[EXERCISE DESCRIPTION] Where a line in the listing below contains the word "match", copy that line.

[DATA TO EXAMINE]
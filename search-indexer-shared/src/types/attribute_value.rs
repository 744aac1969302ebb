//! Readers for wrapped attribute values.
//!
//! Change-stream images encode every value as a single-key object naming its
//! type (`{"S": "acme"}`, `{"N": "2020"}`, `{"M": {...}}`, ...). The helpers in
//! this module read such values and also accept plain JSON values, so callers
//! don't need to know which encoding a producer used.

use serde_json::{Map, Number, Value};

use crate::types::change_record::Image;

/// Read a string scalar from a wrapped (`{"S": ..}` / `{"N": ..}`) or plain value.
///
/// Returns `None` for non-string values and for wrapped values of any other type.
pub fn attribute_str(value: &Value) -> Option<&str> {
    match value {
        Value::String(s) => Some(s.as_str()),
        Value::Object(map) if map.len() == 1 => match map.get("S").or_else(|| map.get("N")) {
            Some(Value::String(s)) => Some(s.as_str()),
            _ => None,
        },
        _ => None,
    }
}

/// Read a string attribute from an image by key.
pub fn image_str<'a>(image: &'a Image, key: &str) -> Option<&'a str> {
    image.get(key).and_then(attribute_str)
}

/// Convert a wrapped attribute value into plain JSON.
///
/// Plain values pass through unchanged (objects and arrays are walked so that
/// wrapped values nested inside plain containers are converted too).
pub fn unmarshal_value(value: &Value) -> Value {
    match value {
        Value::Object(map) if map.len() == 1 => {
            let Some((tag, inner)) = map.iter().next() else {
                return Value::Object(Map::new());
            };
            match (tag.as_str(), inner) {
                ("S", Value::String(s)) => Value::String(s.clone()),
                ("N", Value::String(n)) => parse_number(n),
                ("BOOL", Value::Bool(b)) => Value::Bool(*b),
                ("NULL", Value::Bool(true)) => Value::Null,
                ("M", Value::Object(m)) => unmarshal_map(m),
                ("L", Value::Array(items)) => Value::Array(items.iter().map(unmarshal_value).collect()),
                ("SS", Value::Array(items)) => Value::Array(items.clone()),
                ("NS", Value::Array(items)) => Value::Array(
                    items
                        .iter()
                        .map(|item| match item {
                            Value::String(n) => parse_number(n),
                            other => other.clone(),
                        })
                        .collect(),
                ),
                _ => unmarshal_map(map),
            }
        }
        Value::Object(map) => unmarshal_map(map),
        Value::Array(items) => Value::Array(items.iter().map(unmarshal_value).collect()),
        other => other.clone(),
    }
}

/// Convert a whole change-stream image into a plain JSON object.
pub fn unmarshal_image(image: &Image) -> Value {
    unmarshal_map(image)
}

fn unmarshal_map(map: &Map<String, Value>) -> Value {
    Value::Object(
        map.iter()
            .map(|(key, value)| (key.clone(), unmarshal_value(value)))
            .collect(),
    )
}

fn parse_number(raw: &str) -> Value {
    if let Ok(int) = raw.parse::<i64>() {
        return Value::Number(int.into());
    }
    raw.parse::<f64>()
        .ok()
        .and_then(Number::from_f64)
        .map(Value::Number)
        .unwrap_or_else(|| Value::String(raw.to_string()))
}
* * *
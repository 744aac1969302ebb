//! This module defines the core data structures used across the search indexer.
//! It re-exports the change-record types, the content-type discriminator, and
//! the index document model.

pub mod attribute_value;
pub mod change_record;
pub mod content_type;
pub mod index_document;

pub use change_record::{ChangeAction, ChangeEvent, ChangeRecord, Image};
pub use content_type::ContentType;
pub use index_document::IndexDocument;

[EXERCISE OUTPUT]
    match value {
        Value::Object(map) if map.len() == 1 => match map.get("S").or_else(|| map.get("N")) {
    match value {
            match (tag.as_str(), inner) {
                        .map(|item| match item {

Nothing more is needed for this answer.